[Stored items]
· · · · · · ·
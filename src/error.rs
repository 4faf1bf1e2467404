/// Errors reported by the collections in this crate.
///
/// Every fallible operation checks its input before touching the structure,
/// so an `Err` always leaves the collection exactly as it was.
#[derive(Debug, Clone, Copy, PartialEq, Eq, Hash, thiserror::Error)]
pub enum CollectionError {
    /// An absent element (`None`) was offered for insertion.
    #[error("cannot insert an absent element")]
    InvalidArgument,

    /// An element was requested from an empty collection.
    #[error("the collection is empty")]
    EmptyCollection,

    /// A cursor was moved past the end it was heading to.
    #[error("no element left in this direction")]
    NoSuchElement,

    /// A positional access fell outside of `0..len`.
    #[error("index {index} is out of range for length {len}")]
    IndexOutOfRange { index: usize, len: usize },
}

pub type Result<T, E = CollectionError> = std::result::Result<T, E>;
· · · · · · ·
▶ [Action item] Would you please set down the lines from the one with "in this crate." to the end of the data above, exactly and without any other lines?

▶ [Answer space]
/// Errors reported by the collections in this crate.
///
/// Every fallible operation checks its input before touching the structure,
/// so an `Err` always leaves the collection exactly as it was.
#[derive(Debug, Clone, Copy, PartialEq, Eq, Hash, thiserror::Error)]
pub enum CollectionError {
    /// An absent element (`None`) was offered for insertion.
    #[error("cannot insert an absent element")]
    InvalidArgument,

    /// An element was requested from an empty collection.
    #[error("the collection is empty")]
    EmptyCollection,

    /// A cursor was moved past the end it was heading to.
    #[error("no element left in this direction")]
    NoSuchElement,

    /// A positional access fell outside of `0..len`.
    #[error("index {index} is out of range for length {len}")]
    IndexOutOfRange { index: usize, len: usize },
}

pub type Result<T, E = CollectionError> = std::result::Result<T, E>;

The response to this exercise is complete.